Stored items:
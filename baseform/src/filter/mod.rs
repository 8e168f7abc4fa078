//! The base form token filter.
use std::sync::Arc;

use crate::dictionary::LemmaDictionary;
use crate::tokenizer::{StreamError, Token, TokenStream};

#[derive(Debug, Clone, Copy, PartialEq, Eq)]
pub enum StreamState {
    Open,
    Closed,
}

/// Rewrites each token of an upstream stream to its base form.
///
/// Exactly one token is emitted per upstream token, in upstream order.
/// Tokens without a dictionary entry, and keyword tokens, are passed
/// through unchanged. When a surface form has several base forms the first
/// listed one is used.
#[derive(Debug)]
pub struct BaseformFilter<S> {
    dictionary: Arc<LemmaDictionary>,
    input: S,
    state: StreamState,
}

impl<S: TokenStream> BaseformFilter<S> {
    pub fn new(dictionary: Arc<LemmaDictionary>, input: S) -> BaseformFilter<S> {
        BaseformFilter {
            dictionary,
            input,
            state: StreamState::Open,
        }
    }

    pub fn state(&self) -> StreamState {
        self.state
    }

    pub fn dictionary(&self) -> &LemmaDictionary {
        &self.dictionary
    }

    /// The base form of a single token.
    pub fn rewrite(&self, token: Token) -> Token {
        if token.keyword {
            return token;
        }

        let lemma = self
            .dictionary
            .lookup(token.text())
            .and_then(|candidates| candidates.first());

        match lemma {
            Some(lemma) if lemma.as_str() != token.text() => token.with_text(lemma.clone()),
            _ => token,
        }
    }
}

impl<S: TokenStream> TokenStream for BaseformFilter<S> {
    fn next_token(&mut self) -> Option<Token> {
        if self.state == StreamState::Closed {
            return None;
        }

        match self.input.next_token() {
            Some(token) => Some(self.rewrite(token)),
            None => {
                self.state = StreamState::Closed;
                None
            }
        }
    }

    fn reset(&mut self) -> Result<(), StreamError> {
        self.input.reset()?;
        self.state = StreamState::Open;
        Ok(())
    }

    fn close(&mut self) {
        self.input.close();
        self.state = StreamState::Closed;
    }
}

impl<S: TokenStream> Iterator for BaseformFilter<S> {
    type Item = Token;

    #[inline]
    fn next(&mut self) -> Option<Token> {
        self.next_token()
    }
}

/// Creates [`BaseformFilter`]s that share one dictionary.
#[derive(Debug, Clone)]
pub struct BaseformFilterFactory {
    dictionary: Arc<LemmaDictionary>,
}

impl BaseformFilterFactory {
    pub fn new(dictionary: Arc<LemmaDictionary>) -> BaseformFilterFactory {
        BaseformFilterFactory { dictionary }
    }

    pub fn create<S: TokenStream>(&self, input: S) -> BaseformFilter<S> {
        BaseformFilter::new(Arc::clone(&self.dictionary), input)
    }

    pub fn dictionary(&self) -> &Arc<LemmaDictionary> {
        &self.dictionary
    }
}

#[cfg(test)]
mod tests {
    use super::*;
    use crate::dictionary::LemmaDictionary;
    use crate::tokenizer::VecTokenStream;

    fn dictionary() -> Arc<LemmaDictionary> {
        let dict: LemmaDictionary = vec![
            ("Autos", "Auto"),
            ("die", "der"),
            ("Nudeln", "Nudel"),
            ("transportieren", "transportieren"),
            ("Sucht", "Sucht"),
            ("Sucht", "suchen"),
        ]
        .into_iter()
        .collect();
        Arc::new(dict)
    }

    fn texts<I: Iterator<Item = Token>>(tokens: I) -> Vec<String> {
        tokens.map(|t| t.text.to_string()).collect()
    }

    #[test]
    fn rewrites_known_and_passes_unknown() {
        let words = ["Das", "sind", "Autos", "die", "Nudeln", "transportieren"];
        let filter = BaseformFilter::new(dictionary(), VecTokenStream::from_words(words));

        assert_eq!(
            texts(filter),
            vec!["Das", "sind", "Auto", "der", "Nudel", "transportieren"]
        );
    }

    #[test]
    fn keeps_offsets_and_increments() {
        let input = vec![
            Token::new("Autos", 10, 15).with_position_increment(3),
            Token::new("Bahn", 16, 20),
        ];
        let out: Vec<Token> =
            BaseformFilter::new(dictionary(), VecTokenStream::new(input.clone())).collect();

        assert_eq!(out.len(), 2);
        assert_eq!(out[0].text(), "Auto");
        assert_eq!((out[0].start, out[0].end), (10, 15));
        assert_eq!(out[0].position_increment, 3);
        assert_eq!(out[1], input[1]);
    }

    #[test]
    fn keyword_tokens_are_left_alone() {
        let input = vec![Token::new("Autos", 0, 5).with_keyword(true)];
        let out: Vec<Token> = BaseformFilter::new(dictionary(), VecTokenStream::new(input)).collect();
        assert_eq!(out[0].text(), "Autos");
    }

    #[test]
    fn first_candidate_wins() {
        let filter = BaseformFilter::new(dictionary(), VecTokenStream::from_words(["Sucht"]));
        assert_eq!(texts(filter), vec!["Sucht"]);
    }

    #[test]
    fn closes_on_exhaustion_and_reopens_on_reset() {
        let mut filter =
            BaseformFilter::new(dictionary(), VecTokenStream::from_words(["Autos", "die"]));

        let first: Vec<Token> = filter.by_ref().collect();
        assert_eq!(filter.state(), StreamState::Closed);
        assert!(filter.next_token().is_none());

        filter.reset().unwrap();
        assert_eq!(filter.state(), StreamState::Open);
        let second: Vec<Token> = filter.by_ref().collect();
        assert_eq!(first, second);
    }

    #[test]
    fn close_stops_emitting() {
        let mut filter =
            BaseformFilter::new(dictionary(), VecTokenStream::from_words(["Autos", "die"]));
        assert!(filter.next_token().is_some());

        filter.close();
        assert_eq!(filter.state(), StreamState::Closed);
        assert!(filter.next_token().is_none());
    }

    #[test]
    fn factory_shares_dictionary() {
        let dict = dictionary();
        let factory = BaseformFilterFactory::new(Arc::clone(&dict));

        let a = factory.create(VecTokenStream::from_words(["Autos"]));
        let b = factory.create(VecTokenStream::from_words(["Nudeln"]));

        assert!(std::ptr::eq(a.dictionary(), b.dictionary()));
        assert_eq!(Arc::strong_count(&dict), 4);
    }
}
use unic_segment::WordBoundIndices;

use super::{is_word, Token, Tokenize};

/// Errors reported by token streams.
#[derive(Debug, thiserror::Error)]
#[non_exhaustive]
pub enum StreamError {
    /// The stream cannot seek back to its first token
    #[error("Token stream cannot be reset")]
    ResetUnsupported,
}

/// A single-pass, pull-driven sequence of tokens.
///
/// Once `next_token` returns `None`, or after `close`, the stream stays
/// exhausted until a successful `reset`.
pub trait TokenStream {
    fn next_token(&mut self) -> Option<Token>;

    /// Seeks back to the first token so the same sequence is replayed.
    fn reset(&mut self) -> Result<(), StreamError> {
        Err(StreamError::ResetUnsupported)
    }

    fn close(&mut self);
}

impl<S: TokenStream + ?Sized> TokenStream for Box<S> {
    #[inline]
    fn next_token(&mut self) -> Option<Token> {
        (**self).next_token()
    }

    fn reset(&mut self) -> Result<(), StreamError> {
        (**self).reset()
    }

    fn close(&mut self) {
        (**self).close()
    }
}

/// Replays a fixed list of tokens.
#[derive(Clone, Debug, Default)]
pub struct VecTokenStream {
    tokens: Vec<Token>,
    cursor: usize,
    closed: bool,
}

impl VecTokenStream {
    pub fn new(tokens: Vec<Token>) -> VecTokenStream {
        VecTokenStream {
            tokens,
            cursor: 0,
            closed: false,
        }
    }

    /// Tokens for each word with made-up offsets, as if the words were
    /// separated by single spaces.
    pub fn from_words<I, S>(words: I) -> VecTokenStream
    where
        I: IntoIterator<Item = S>,
        S: AsRef<str>,
    {
        let mut offset = 0;
        let tokens = words
            .into_iter()
            .map(|word| {
                let word = word.as_ref();
                let token = Token::new(word, offset, offset + word.len());
                offset += word.len() + 1;
                token
            })
            .collect();

        VecTokenStream::new(tokens)
    }
}

impl TokenStream for VecTokenStream {
    fn next_token(&mut self) -> Option<Token> {
        if self.closed {
            return None;
        }

        let token = self.tokens.get(self.cursor).cloned();
        if token.is_some() {
            self.cursor += 1;
        }
        token
    }

    fn reset(&mut self) -> Result<(), StreamError> {
        self.cursor = 0;
        self.closed = false;
        Ok(())
    }

    fn close(&mut self) {
        self.closed = true;
    }
}

/// Word tokens of a borrowed text, split on Unicode word boundaries.
///
/// Segments without any alphanumeric character (spaces, punctuation) are
/// not emitted.
pub struct TextTokenStream<'a> {
    text: &'a str,
    segments: WordBoundIndices<'a>,
    closed: bool,
}

impl<'a> TextTokenStream<'a> {
    pub fn new(text: &'a str) -> TextTokenStream<'a> {
        TextTokenStream {
            text,
            segments: text.word_bound_indices(),
            closed: false,
        }
    }
}

impl<'a> std::fmt::Debug for TextTokenStream<'a> {
    fn fmt(&self, f: &mut std::fmt::Formatter<'_>) -> std::fmt::Result {
        f.debug_struct("TextTokenStream")
            .field("text", &self.text)
            .field("closed", &self.closed)
            .finish()
    }
}

impl<'a> TokenStream for TextTokenStream<'a> {
    fn next_token(&mut self) -> Option<Token> {
        if self.closed {
            return None;
        }

        self.segments
            .find(|(_, segment)| is_word(segment))
            .map(|(start, segment)| Token::new(segment, start, start + segment.len()))
    }

    fn reset(&mut self) -> Result<(), StreamError> {
        self.segments = self.text.word_bound_indices();
        self.closed = false;
        Ok(())
    }

    fn close(&mut self) {
        self.closed = true;
    }
}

**Work item:** Report the count of lines in the entries that contain the string "single", and nothing besides it.

**Exercise output:** 3